◆ PROBLEM DETAILS
Check each line of the entries for "pick" and report the ones that have it.

★ ★ ★ ★

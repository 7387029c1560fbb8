// SPDX-License-Identifier: PMPL-1.0-or-later
//! Property-based tests for the Lexis engine

use std::collections::{BTreeMap, BTreeSet};

use async_trait::async_trait;
use parking_lot::Mutex;
use proptest::prelude::*;
use serde_json::{json, Value};

use lexis_engine::{
    CacheLayer, EngineConfig, EngineError, Entry, RemoteSync, SetOptions, StoreManager, SyncOperation,
    SyncPolicy, SyncQueue, SyncReplayError,
};
use lexis_storage::InMemoryBackend;

/// Generate arbitrary entry keys
fn arb_key() -> impl Strategy<Value = String> {
    "[a-z]{1,8}"
}

/// Generate arbitrary small JSON values
fn arb_value() -> impl Strategy<Value = Value> {
    prop_oneof![
        any::<i64>().prop_map(Value::from),
        "[A-Za-z ]{0,40}".prop_map(Value::from),
        any::<bool>().prop_map(Value::from),
        ("[a-z]{1,6}", 0u8..5).prop_map(|(native, mastery)| json!({ "native": native, "mastery": mastery })),
    ]
}

/// A write or delete against one of the given collections
#[derive(Debug, Clone)]
enum Op {
    Set(&'static str, String, Value),
    Delete(&'static str, String),
}

fn arb_op(collections: &'static [&'static str]) -> impl Strategy<Value = Op> {
    let pick = 0..collections.len();
    prop_oneof![
        3 => (pick.clone(), arb_key(), arb_value()).prop_map(move |(i, k, v)| Op::Set(collections[i], k, v)),
        1 => (pick, arb_key()).prop_map(move |(i, k)| Op::Delete(collections[i], k)),
    ]
}

const TXN_SCOPE: &[&str] = &["userProgress", "achievements", "vocabulary"];
const EXPORTED: &[&str] = &["vocabulary", "settings", "userProgress"];

fn create_test_store() -> StoreManager<InMemoryBackend> {
    StoreManager::new(EngineConfig::default(), InMemoryBackend::new()).unwrap()
}

/// Remote that rejects a fixed set of keys and records what it accepted.
struct SelectiveRemote {
    rejected: BTreeSet<String>,
    accepted: Mutex<Vec<String>>,
}

#[async_trait]
impl RemoteSync for SelectiveRemote {
    async fn replay(&self, op: &SyncOperation) -> Result<(), SyncReplayError> {
        if self.rejected.contains(&op.key) {
            return Err(SyncReplayError::Rejected {
                key: op.key.clone(),
                reason: "rejected".to_string(),
            });
        }
        self.accepted.lock().push(op.key.clone());
        Ok(())
    }
}

proptest! {
    #[test]
    fn test_cache_never_exceeds_ceiling(
        ceiling in 64usize..2048,
        puts in prop::collection::vec((arb_key(), arb_value()), 1..200)
    ) {
        let mut cache = CacheLayer::new(ceiling);

        for (key, value) in &puts {
            let entry = Entry::new(value.clone(), 0, 0);
            let cached = cache.put("vocabulary", key, &entry);

            prop_assert!(cache.total_size() <= ceiling);
            // A slot that fits is always present right after its put.
            prop_assert_eq!(cached, cache.contains("vocabulary", key));
        }
    }

    #[test]
    fn test_failed_transaction_restores_prior_state(
        setup in prop::collection::vec(arb_op(TXN_SCOPE), 0..20),
        attempted in prop::collection::vec(arb_op(TXN_SCOPE), 1..20)
    ) {
        let runtime = tokio::runtime::Runtime::new().unwrap();
        runtime.block_on(async {
            let store = create_test_store();
            for op in &setup {
                match op {
                    Op::Set(c, k, v) => store.set(c, k, v, SetOptions::default()).await.unwrap(),
                    Op::Delete(c, k) => {
                        store.delete(c, k).await.unwrap();
                    }
                }
            }

            let before = store.export_snapshot().await.collections;
            let pending_before = store.pending_sync().len();

            let result = store
                .transaction(TXN_SCOPE, |txn| async move {
                    for op in attempted {
                        match op {
                            Op::Set(c, k, v) => txn.set(c, &k, &v)?,
                            Op::Delete(c, k) => {
                                txn.delete(c, &k)?;
                            }
                        }
                    }
                    Err::<(), _>(EngineError::Aborted("property".to_string()))
                })
                .await;
            prop_assert!(result.is_err());

            let after = store.export_snapshot().await.collections;
            prop_assert_eq!(before, after);
            prop_assert_eq!(store.pending_sync().len(), pending_before);
            prop_assert_eq!(store.stats().transactions.active, 0);

            Ok(())
        })?;
    }

    #[test]
    fn test_sync_drain_preserves_fifo_order(
        keys in prop::collection::vec(arb_key(), 1..40),
        rejected in prop::collection::btree_set(arb_key(), 0..5)
    ) {
        let runtime = tokio::runtime::Runtime::new().unwrap();
        runtime.block_on(async {
            let queue = SyncQueue::new(SyncPolicy { max_attempts: None });
            for (i, key) in keys.iter().enumerate() {
                queue.enqueue(SyncOperation::set("vocabulary", key, json!(i), i as i64));
            }

            let remote = SelectiveRemote {
                rejected: rejected.clone(),
                accepted: Mutex::new(Vec::new()),
            };
            let report = queue.drain(&remote).await;

            let expected_accepted: Vec<String> =
                keys.iter().filter(|k| !rejected.contains(*k)).cloned().collect();
            let expected_pending: Vec<String> =
                keys.iter().filter(|k| rejected.contains(*k)).cloned().collect();

            prop_assert_eq!(report.replayed, expected_accepted.len());
            prop_assert_eq!(report.requeued, expected_pending.len());
            prop_assert_eq!(remote.accepted.lock().clone(), expected_accepted);

            let pending = queue.pending();
            let pending_keys: Vec<String> = pending.iter().map(|op| op.key.clone()).collect();
            prop_assert_eq!(pending_keys, expected_pending);
            prop_assert!(pending.iter().all(|op| op.attempts == 1));

            Ok(())
        })?;
    }

    #[test]
    fn test_export_import_reproduces_entries(
        ops in prop::collection::vec(arb_op(EXPORTED), 1..30)
    ) {
        let runtime = tokio::runtime::Runtime::new().unwrap();
        runtime.block_on(async {
            let source = create_test_store();
            for op in &ops {
                match op {
                    Op::Set(c, k, v) => source.set(c, k, v, SetOptions::default()).await.unwrap(),
                    Op::Delete(c, k) => {
                        source.delete(c, k).await.unwrap();
                    }
                }
            }

            let json = serde_json::to_string(&source.export_snapshot().await).unwrap();
            let target = create_test_store();
            target.import_snapshot(serde_json::from_str(&json).unwrap()).await.unwrap();

            for name in EXPORTED {
                let expected: BTreeMap<String, Value> = source.get_all(name).await.unwrap();
                prop_assert_eq!(target.get_all(name).await.unwrap(), expected);
            }
            prop_assert!(target.pending_sync().is_empty());

            Ok(())
        })?;
    }
}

★ ★ ★ ★

◆ ANSWER TO THIS PROBLEM
    let pick = 0..collections.len();
        3 => (pick.clone(), arb_key(), arb_value()).prop_map(move |(i, k, v)| Op::Set(collections[i], k, v)),
        1 => (pick, arb_key()).prop_map(move |(i, k)| Op::Delete(collections[i], k)),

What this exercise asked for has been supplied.